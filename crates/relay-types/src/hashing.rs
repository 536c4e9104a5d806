//! Hash functions and log blooms.
//!
//! Each chain hashes event signatures and sets bloom bits with its own hash
//! family. The hasher is a plain value passed to whoever needs it, so no
//! digest state is shared between components.

use alloy_primitives::{FixedBytes, B256};
use blake2::{digest::consts::U32, Blake2b, Digest};
use serde::{Deserialize, Serialize};
use sha3::Keccak256;

type Blake2bHasher = Blake2b<U32>;

/// Computes the Blake2b-256 digest of `data`.
///
/// Canonical content digests of blocks, receipts, logs and bundles are always
/// Blake2b-256, independent of the chain they come from.
pub fn blake2b256(data: &[u8]) -> B256 {
	B256::from_slice(&Blake2bHasher::digest(data))
}

/// Hash family used by a chain for event topics and bloom bits.
#[derive(Debug, Clone, Copy, PartialEq, Eq, Hash, Default, Serialize, Deserialize)]
#[serde(rename_all = "snake_case")]
pub enum ChainHasher {
	/// Ethereum style Keccak-256.
	#[default]
	Keccak256,
	/// Blake2b-256, as used by Aion style chains.
	Blake2b256,
}

impl ChainHasher {
	/// Hashes arbitrary bytes.
	pub fn hash(&self, data: &[u8]) -> B256 {
		match self {
			ChainHasher::Keccak256 => B256::from_slice(&Keccak256::digest(data)),
			ChainHasher::Blake2b256 => blake2b256(data),
		}
	}

	/// Derives the topic hash of an event signature such as
	/// `Transfer(address,address,uint256)`.
	pub fn event_signature(&self, signature: &str) -> B256 {
		self.hash(signature.as_bytes())
	}
}

/// 2048-bit log bloom.
#[derive(Debug, Clone, Copy, PartialEq, Eq, Hash, Default, Serialize, Deserialize)]
pub struct Bloom(FixedBytes<256>);

impl Bloom {
	/// Size of a bloom in bytes.
	pub const BYTES: usize = 256;

	/// An empty bloom.
	pub const ZERO: Bloom = Bloom(FixedBytes::ZERO);

	/// Wraps raw bloom bytes.
	pub const fn new(bytes: [u8; 256]) -> Self {
		Self(FixedBytes(bytes))
	}

	/// Builds a bloom from a slice, returning `None` when it is not 256 bytes long.
	pub fn from_slice(bytes: &[u8]) -> Option<Self> {
		if bytes.len() != Self::BYTES {
			return None;
		}
		Some(Self(FixedBytes::from_slice(bytes)))
	}

	/// Raw bloom bytes.
	pub fn as_slice(&self) -> &[u8] {
		self.0.as_slice()
	}

	/// Sets the three bits selected by the hash of `data`.
	pub fn accrue(&mut self, hasher: ChainHasher, data: &[u8]) {
		let hash = hasher.hash(data);
		for i in 0..3 {
			let bit = (((hash[2 * i] as usize) << 8) | hash[2 * i + 1] as usize) & 2047;
			self.0[Self::BYTES - 1 - bit / 8] |= 1 << (bit % 8);
		}
	}

	/// Returns a copy of this bloom with the bits of `data` set.
	pub fn with(mut self, hasher: ChainHasher, data: &[u8]) -> Self {
		self.accrue(hasher, data);
		self
	}

	/// True when every bit set in `other` is also set here.
	///
	/// False positives are possible, false negatives are not.
	pub fn contains(&self, other: &Bloom) -> bool {
		self.0
			.iter()
			.zip(other.0.iter())
			.all(|(mine, theirs)| mine & theirs == *theirs)
	}
}

impl From<[u8; 256]> for Bloom {
	fn from(bytes: [u8; 256]) -> Self {
		Self::new(bytes)
	}
}

impl From<alloy_primitives::Bloom> for Bloom {
	fn from(bloom: alloy_primitives::Bloom) -> Self {
		Self(bloom.0)
	}
}

#[cfg(test)]
mod tests {
	use super::*;
	use alloy_primitives::{address, b256};

	#[test]
	fn test_keccak_event_signature() {
		let hash = ChainHasher::Keccak256.event_signature("Transfer(address,address,uint256)");
		assert_eq!(
			hash,
			b256!("ddf252ad1be2c89b69c2b068fc378daa952ba7f163c4a11628f55a4df523b3ef")
		);
	}

	#[test]
	fn test_hashers_differ() {
		let data = b"Deposit(bytes32,uint256)";
		assert_ne!(
			ChainHasher::Keccak256.hash(data),
			ChainHasher::Blake2b256.hash(data)
		);
		assert_eq!(ChainHasher::Blake2b256.hash(data), blake2b256(data));
	}

	#[test]
	fn test_bloom_accrue_sets_at_most_three_bits() {
		let bloom = Bloom::ZERO.with(ChainHasher::Keccak256, b"relay");
		let bits: u32 = bloom.as_slice().iter().map(|b| b.count_ones()).sum();
		assert!((1..=3).contains(&bits));
	}

	#[test]
	fn test_bloom_matches_keccak_reference() {
		// Our bit layout must agree with the Ethereum bloom for Keccak chains.
		let contract = address!("b8901acb165ed027e32754e0ffe830802919727f");
		let mut reference = alloy_primitives::Bloom::ZERO;
		reference.accrue(alloy_primitives::BloomInput::Raw(contract.as_slice()));

		let ours = Bloom::ZERO.with(ChainHasher::Keccak256, contract.as_slice());
		assert_eq!(ours, Bloom::from(reference));
	}

	#[test]
	fn test_bloom_contains() {
		let a = Bloom::ZERO.with(ChainHasher::Blake2b256, b"a");
		let ab = a.with(ChainHasher::Blake2b256, b"b");

		assert!(ab.contains(&a));
		assert!(ab.contains(&Bloom::ZERO));
		assert!(!Bloom::ZERO.contains(&a));
	}

	#[test]
	fn test_from_slice_rejects_bad_length() {
		assert!(Bloom::from_slice(&[0u8; 255]).is_none());
		assert_eq!(Bloom::from_slice(&[0u8; 256]), Some(Bloom::ZERO));
	}
}
//! Common types for the bridge relay.
//!
//! This crate defines the chain data model shared by every relay component:
//! blocks, receipts, logs and their canonical encodings, bloom filters,
//! transfer bundles and their lifecycle, plus configuration validation helpers.

/// Transfer bundles and their processing lifecycle.
pub mod bundle;
/// Blocks, receipts and logs as seen by the relay.
pub mod chain;
/// Event filters matched against blooms and logs.
pub mod filter;
/// Chain specific hash functions and the 2048-bit log bloom.
pub mod hashing;
/// Registry trait for pluggable implementations.
pub mod registry;
/// Secret wrapper for private keys.
pub mod secret_string;
/// Storage namespaces.
pub mod storage;
/// Utility functions for formatting and conversion.
pub mod utils;
/// Configuration validation types for ensuring type-safe configurations.
pub mod validation;

pub use alloy_primitives::{Address, Bytes, B256, U256};
pub use bundle::*;
pub use chain::*;
pub use filter::EventFilter;
pub use hashing::{blake2b256, Bloom, ChainHasher};
pub use registry::ImplementationRegistry;
pub use secret_string::SecretString;
pub use storage::{BalanceRecord, StorageKey};
pub use utils::{short_hash, truncate_id, with_0x_prefix, without_0x_prefix};
pub use validation::*;

/// 32-byte hash used for block, transaction and bundle identities.
pub type Hash32 = B256;
//! Registry trait for self-registering implementations.

/// Base trait for implementation registries.
///
/// Every pluggable backend (chain connection, signer, delivery, storage)
/// exposes a `Registry` struct naming the TOML key it is configured under and
/// the factory that builds it, for example:
/// - "evm_alloy" under `[source.connections.evm_alloy]`
/// - "memory" under `[storage.implementations.memory]`
/// - "local" under `[signer.implementations.local]`
pub trait ImplementationRegistry {
	/// The name used in configuration files to reference this implementation.
	const NAME: &'static str;

	/// The factory function type this implementation provides.
	type Factory;

	/// Returns the factory that builds this implementation from its configuration.
	fn factory() -> Self::Factory;
}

TASK PROMPT: Retype the entries. Every line must match exactly.

YOUR SOLUTION:
filename crates/relay-types/src/hashing.rs
repository 536c4e9104a5d806
//! Hash functions and log blooms.
//!
//! Each chain hashes event signatures and sets bloom bits with its own hash
//! family. The hasher is a plain value passed to whoever needs it, so no
//! digest state is shared between components.

use alloy_primitives::{FixedBytes, B256};
use blake2::{digest::consts::U32, Blake2b, Digest};
use serde::{Deserialize, Serialize};
use sha3::Keccak256;

type Blake2bHasher = Blake2b<U32>;

/// Computes the Blake2b-256 digest of `data`.
///
/// Canonical content digests of blocks, receipts, logs and bundles are always
/// Blake2b-256, independent of the chain they come from.
pub fn blake2b256(data: &[u8]) -> B256 {
	B256::from_slice(&Blake2bHasher::digest(data))
}

/// Hash family used by a chain for event topics and bloom bits.
#[derive(Debug, Clone, Copy, PartialEq, Eq, Hash, Default, Serialize, Deserialize)]
#[serde(rename_all = "snake_case")]
pub enum ChainHasher {
	/// Ethereum style Keccak-256.
	#[default]
	Keccak256,
	/// Blake2b-256, as used by Aion style chains.
	Blake2b256,
}

impl ChainHasher {
	/// Hashes arbitrary bytes.
	pub fn hash(&self, data: &[u8]) -> B256 {
		match self {
			ChainHasher::Keccak256 => B256::from_slice(&Keccak256::digest(data)),
			ChainHasher::Blake2b256 => blake2b256(data),
		}
	}

	/// Derives the topic hash of an event signature such as
	/// `Transfer(address,address,uint256)`.
	pub fn event_signature(&self, signature: &str) -> B256 {
		self.hash(signature.as_bytes())
	}
}

/// 2048-bit log bloom.
#[derive(Debug, Clone, Copy, PartialEq, Eq, Hash, Default, Serialize, Deserialize)]
pub struct Bloom(FixedBytes<256>);

impl Bloom {
	/// Size of a bloom in bytes.
	pub const BYTES: usize = 256;

	/// An empty bloom.
	pub const ZERO: Bloom = Bloom(FixedBytes::ZERO);

	/// Wraps raw bloom bytes.
	pub const fn new(bytes: [u8; 256]) -> Self {
		Self(FixedBytes(bytes))
	}

	/// Builds a bloom from a slice, returning `None` when it is not 256 bytes long.
	pub fn from_slice(bytes: &[u8]) -> Option<Self> {
		if bytes.len() != Self::BYTES {
			return None;
		}
		Some(Self(FixedBytes::from_slice(bytes)))
	}

	/// Raw bloom bytes.
	pub fn as_slice(&self) -> &[u8] {
		self.0.as_slice()
	}

	/// Sets the three bits selected by the hash of `data`.
	pub fn accrue(&mut self, hasher: ChainHasher, data: &[u8]) {
		let hash = hasher.hash(data);
		for i in 0..3 {
			let bit = (((hash[2 * i] as usize) << 8) | hash[2 * i + 1] as usize) & 2047;
			self.0[Self::BYTES - 1 - bit / 8] |= 1 << (bit % 8);
		}
	}

	/// Returns a copy of this bloom with the bits of `data` set.
	pub fn with(mut self, hasher: ChainHasher, data: &[u8]) -> Self {
		self.accrue(hasher, data);
		self
	}

	/// True when every bit set in `other` is also set here.
	///
	/// False positives are possible, false negatives are not.
	pub fn contains(&self, other: &Bloom) -> bool {
		self.0
			.iter()
			.zip(other.0.iter())
			.all(|(mine, theirs)| mine & theirs == *theirs)
	}
}

impl From<[u8; 256]> for Bloom {
	fn from(bytes: [u8; 256]) -> Self {
		Self::new(bytes)
	}
}

impl From<alloy_primitives::Bloom> for Bloom {
	fn from(bloom: alloy_primitives::Bloom) -> Self {
		Self(bloom.0)
	}
}

#[cfg(test)]
mod tests {
	use super::*;
	use alloy_primitives::{address, b256};

	#[test]
	fn test_keccak_event_signature() {
		let hash = ChainHasher::Keccak256.event_signature("Transfer(address,address,uint256)");
		assert_eq!(
			hash,
			b256!("ddf252ad1be2c89b69c2b068fc378daa952ba7f163c4a11628f55a4df523b3ef")
		);
	}

	#[test]
	fn test_hashers_differ() {
		let data = b"Deposit(bytes32,uint256)";
		assert_ne!(
			ChainHasher::Keccak256.hash(data),
			ChainHasher::Blake2b256.hash(data)
		);
		assert_eq!(ChainHasher::Blake2b256.hash(data), blake2b256(data));
	}

	#[test]
	fn test_bloom_accrue_sets_at_most_three_bits() {
		let bloom = Bloom::ZERO.with(ChainHasher::Keccak256, b"relay");
		let bits: u32 = bloom.as_slice().iter().map(|b| b.count_ones()).sum();
		assert!((1..=3).contains(&bits));
	}

	#[test]
	fn test_bloom_matches_keccak_reference() {
		// Our bit layout must agree with the Ethereum bloom for Keccak chains.
		let contract = address!("b8901acb165ed027e32754e0ffe830802919727f");
		let mut reference = alloy_primitives::Bloom::ZERO;
		reference.accrue(alloy_primitives::BloomInput::Raw(contract.as_slice()));

		let ours = Bloom::ZERO.with(ChainHasher::Keccak256, contract.as_slice());
		assert_eq!(ours, Bloom::from(reference));
	}

	#[test]
	fn test_bloom_contains() {
		let a = Bloom::ZERO.with(ChainHasher::Blake2b256, b"a");
		let ab = a.with(ChainHasher::Blake2b256, b"b");

		assert!(ab.contains(&a));
		assert!(ab.contains(&Bloom::ZERO));
		assert!(!Bloom::ZERO.contains(&a));
	}

	#[test]
	fn test_from_slice_rejects_bad_length() {
		assert!(Bloom::from_slice(&[0u8; 255]).is_none());
		assert_eq!(Bloom::from_slice(&[0u8; 256]), Some(Bloom::ZERO));
	}
}
//! Common types for the bridge relay.
//!
//! This crate defines the chain data model shared by every relay component:
//! blocks, receipts, logs and their canonical encodings, bloom filters,
//! transfer bundles and their lifecycle, plus configuration validation helpers.

/// Transfer bundles and their processing lifecycle.
pub mod bundle;
/// Blocks, receipts and logs as seen by the relay.
pub mod chain;
/// Event filters matched against blooms and logs.
pub mod filter;
/// Chain specific hash functions and the 2048-bit log bloom.
pub mod hashing;
/// Registry trait for pluggable implementations.
pub mod registry;
/// Secret wrapper for private keys.
pub mod secret_string;
/// Storage namespaces.
pub mod storage;
/// Utility functions for formatting and conversion.
pub mod utils;
/// Configuration validation types for ensuring type-safe configurations.
pub mod validation;

pub use alloy_primitives::{Address, Bytes, B256, U256};
pub use bundle::*;
pub use chain::*;
pub use filter::EventFilter;
pub use hashing::{blake2b256, Bloom, ChainHasher};
pub use registry::ImplementationRegistry;
pub use secret_string::SecretString;
pub use storage::{BalanceRecord, StorageKey};
pub use utils::{short_hash, truncate_id, with_0x_prefix, without_0x_prefix};
pub use validation::*;

/// 32-byte hash used for block, transaction and bundle identities.
pub type Hash32 = B256;
//! Registry trait for self-registering implementations.

/// Base trait for implementation registries.
///
/// Every pluggable backend (chain connection, signer, delivery, storage)
/// exposes a `Registry` struct naming the TOML key it is configured under and
/// the factory that builds it, for example:
/// - "evm_alloy" under `[source.connections.evm_alloy]`
/// - "memory" under `[storage.implementations.memory]`
/// - "local" under `[signer.implementations.local]`
pub trait ImplementationRegistry {
	/// The name used in configuration files to reference this implementation.
	const NAME: &'static str;

	/// The factory function type this implementation provides.
	type Factory;

	/// Returns the factory that builds this implementation from its configuration.
	fn factory() -> Self::Factory;
}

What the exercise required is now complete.